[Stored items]
* * *

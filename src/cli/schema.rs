//! Schema command: JSON schema generation and catalog validation

use anyhow::{anyhow, Context, Result};
use clap::{Args, Subcommand};
use schemars::schema_for;
use serde_json::Value;
use std::{fs, path::Path, path::PathBuf};
use tracing::debug;

use courselens::catalog::{validate_catalog, Course};
use courselens::config::Config;

/// Print the catalog or configuration schema, or validate a catalog file
#[derive(Debug, Args)]
pub struct SchemaCommand {
    /// Output format for schema generation
    #[arg(short, long, default_value = "json")]
    pub format: SchemaFormat,

    /// Output file path (defaults to stdout)
    #[arg(short, long)]
    pub output: Option<PathBuf>,

    /// Pretty print the output
    #[arg(short, long)]
    pub pretty: bool,

    #[command(subcommand)]
    pub command: Option<SchemaSubcommand>,
}

#[derive(Debug, Clone, clap::ValueEnum)]
pub enum SchemaFormat {
    Json,
    Yaml,
}

#[derive(Debug, Clone, Copy, clap::ValueEnum)]
pub enum SchemaTarget {
    /// Array of course records
    Catalog,
    /// courselens.json
    Config,
}

#[derive(Debug, Subcommand)]
pub enum SchemaSubcommand {
    /// Generate a JSON schema
    Generate {
        #[arg(long, default_value = "catalog")]
        target: SchemaTarget,
    },
    /// Validate a catalog file against the schema and the catalog rules
    Validate {
        /// Catalog file to validate (JSON or YAML)
        catalog_file: PathBuf,
    },
}

impl SchemaCommand {
    pub async fn execute(&self, _config: &Config) -> Result<()> {
        match &self.command {
            Some(SchemaSubcommand::Generate { target }) => self.generate_schema(*target),
            Some(SchemaSubcommand::Validate { catalog_file }) => {
                let report = validate_catalog_file(catalog_file)?;
                println!("{}", report);
                Ok(())
            }
            None => self.generate_schema(SchemaTarget::Catalog),
        }
    }

    fn generate_schema(&self, target: SchemaTarget) -> Result<()> {
        let schema_value = schema_value(target)?;

        let output = match self.format {
            SchemaFormat::Json => {
                if self.pretty {
                    serde_json::to_string_pretty(&schema_value)?
                } else {
                    serde_json::to_string(&schema_value)?
                }
            }
            SchemaFormat::Yaml => {
                serde_yaml::to_string(&schema_value).context("Failed to convert schema to YAML")?
            }
        };

        if let Some(ref output_path) = self.output {
            fs::write(output_path, output)
                .with_context(|| format!("Failed to write schema to: {}", output_path.display()))?;
            println!("Schema written to: {}", output_path.display());
        } else {
            println!("{}", output);
        }

        Ok(())
    }
}

fn schema_value(target: SchemaTarget) -> Result<Value> {
    let (schema, title) = match target {
        SchemaTarget::Catalog => (schema_for!(Vec<Course>), "Course catalog"),
        SchemaTarget::Config => (schema_for!(Config), "courselens configuration"),
    };

    let mut schema_value =
        serde_json::to_value(schema).context("Failed to convert schema to JSON value")?;

    if let Some(obj) = schema_value.as_object_mut() {
        obj.insert("title".to_string(), Value::String(title.to_string()));
    }

    Ok(schema_value)
}

fn read_catalog_value(path: &Path) -> Result<Value> {
    let content = fs::read_to_string(path)
        .with_context(|| format!("Failed to read catalog file: {}", path.display()))?;

    let is_yaml = matches!(
        path.extension().and_then(|ext| ext.to_str()),
        Some("yaml") | Some("yml")
    );

    if is_yaml {
        serde_yaml::from_str(&content)
            .with_context(|| format!("Failed to parse YAML catalog: {}", path.display()))
    } else {
        serde_json::from_str(&content)
            .with_context(|| format!("Failed to parse JSON catalog: {}", path.display()))
    }
}

/// Check a catalog file's shape against the schema, then the catalog rules
fn validate_catalog_file(path: &Path) -> Result<String> {
    debug!("Validating catalog: {}", path.display());

    let catalog_value = read_catalog_value(path)?;
    let schema_value = schema_value(SchemaTarget::Catalog)?;

    let compiled_schema = jsonschema::JSONSchema::compile(&schema_value)
        .map_err(|e| anyhow!("Failed to compile JSON schema: {}", e))?;

    if let Err(errors) = compiled_schema.validate(&catalog_value) {
        let details: Vec<String> = errors
            .map(|error| format!("  - {}: {}", error.instance_path, error))
            .collect();
        return Err(anyhow!(
            "Catalog does not match the schema:\n{}",
            details.join("\n")
        ));
    }

    let courses: Vec<Course> =
        serde_json::from_value(catalog_value).context("Catalog matches the schema but cannot be loaded")?;
    validate_catalog(&courses)?;

    Ok(format!("Catalog is valid: {} courses", courses.len()))
}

* * *

▸ INSTRUCTIONS TO FOLLOW
Repeat every record exactly as written, please.

▸ EXERCISE RESPONSE
filename src/cli/schema.rs
//! Schema command: JSON schema generation and catalog validation

use anyhow::{anyhow, Context, Result};
use clap::{Args, Subcommand};
use schemars::schema_for;
use serde_json::Value;
use std::{fs, path::Path, path::PathBuf};
use tracing::debug;

use courselens::catalog::{validate_catalog, Course};
use courselens::config::Config;

/// Print the catalog or configuration schema, or validate a catalog file
#[derive(Debug, Args)]
pub struct SchemaCommand {
    /// Output format for schema generation
    #[arg(short, long, default_value = "json")]
    pub format: SchemaFormat,

    /// Output file path (defaults to stdout)
    #[arg(short, long)]
    pub output: Option<PathBuf>,

    /// Pretty print the output
    #[arg(short, long)]
    pub pretty: bool,

    #[command(subcommand)]
    pub command: Option<SchemaSubcommand>,
}

#[derive(Debug, Clone, clap::ValueEnum)]
pub enum SchemaFormat {
    Json,
    Yaml,
}

#[derive(Debug, Clone, Copy, clap::ValueEnum)]
pub enum SchemaTarget {
    /// Array of course records
    Catalog,
    /// courselens.json
    Config,
}

#[derive(Debug, Subcommand)]
pub enum SchemaSubcommand {
    /// Generate a JSON schema
    Generate {
        #[arg(long, default_value = "catalog")]
        target: SchemaTarget,
    },
    /// Validate a catalog file against the schema and the catalog rules
    Validate {
        /// Catalog file to validate (JSON or YAML)
        catalog_file: PathBuf,
    },
}

impl SchemaCommand {
    pub async fn execute(&self, _config: &Config) -> Result<()> {
        match &self.command {
            Some(SchemaSubcommand::Generate { target }) => self.generate_schema(*target),
            Some(SchemaSubcommand::Validate { catalog_file }) => {
                let report = validate_catalog_file(catalog_file)?;
                println!("{}", report);
                Ok(())
            }
            None => self.generate_schema(SchemaTarget::Catalog),
        }
    }

    fn generate_schema(&self, target: SchemaTarget) -> Result<()> {
        let schema_value = schema_value(target)?;

        let output = match self.format {
            SchemaFormat::Json => {
                if self.pretty {
                    serde_json::to_string_pretty(&schema_value)?
                } else {
                    serde_json::to_string(&schema_value)?
                }
            }
            SchemaFormat::Yaml => {
                serde_yaml::to_string(&schema_value).context("Failed to convert schema to YAML")?
            }
        };

        if let Some(ref output_path) = self.output {
            fs::write(output_path, output)
                .with_context(|| format!("Failed to write schema to: {}", output_path.display()))?;
            println!("Schema written to: {}", output_path.display());
        } else {
            println!("{}", output);
        }

        Ok(())
    }
}

fn schema_value(target: SchemaTarget) -> Result<Value> {
    let (schema, title) = match target {
        SchemaTarget::Catalog => (schema_for!(Vec<Course>), "Course catalog"),
        SchemaTarget::Config => (schema_for!(Config), "courselens configuration"),
    };

    let mut schema_value =
        serde_json::to_value(schema).context("Failed to convert schema to JSON value")?;

    if let Some(obj) = schema_value.as_object_mut() {
        obj.insert("title".to_string(), Value::String(title.to_string()));
    }

    Ok(schema_value)
}

fn read_catalog_value(path: &Path) -> Result<Value> {
    let content = fs::read_to_string(path)
        .with_context(|| format!("Failed to read catalog file: {}", path.display()))?;

    let is_yaml = matches!(
        path.extension().and_then(|ext| ext.to_str()),
        Some("yaml") | Some("yml")
    );

    if is_yaml {
        serde_yaml::from_str(&content)
            .with_context(|| format!("Failed to parse YAML catalog: {}", path.display()))
    } else {
        serde_json::from_str(&content)
            .with_context(|| format!("Failed to parse JSON catalog: {}", path.display()))
    }
}

/// Check a catalog file's shape against the schema, then the catalog rules
fn validate_catalog_file(path: &Path) -> Result<String> {
    debug!("Validating catalog: {}", path.display());

    let catalog_value = read_catalog_value(path)?;
    let schema_value = schema_value(SchemaTarget::Catalog)?;

    let compiled_schema = jsonschema::JSONSchema::compile(&schema_value)
        .map_err(|e| anyhow!("Failed to compile JSON schema: {}", e))?;

    if let Err(errors) = compiled_schema.validate(&catalog_value) {
        let details: Vec<String> = errors
            .map(|error| format!("  - {}: {}", error.instance_path, error))
            .collect();
        return Err(anyhow!(
            "Catalog does not match the schema:\n{}",
            details.join("\n")
        ));
    }

    let courses: Vec<Course> =
        serde_json::from_value(catalog_value).context("Catalog matches the schema but cannot be loaded")?;
    validate_catalog(&courses)?;

    Ok(format!("Catalog is valid: {} courses", courses.len()))
}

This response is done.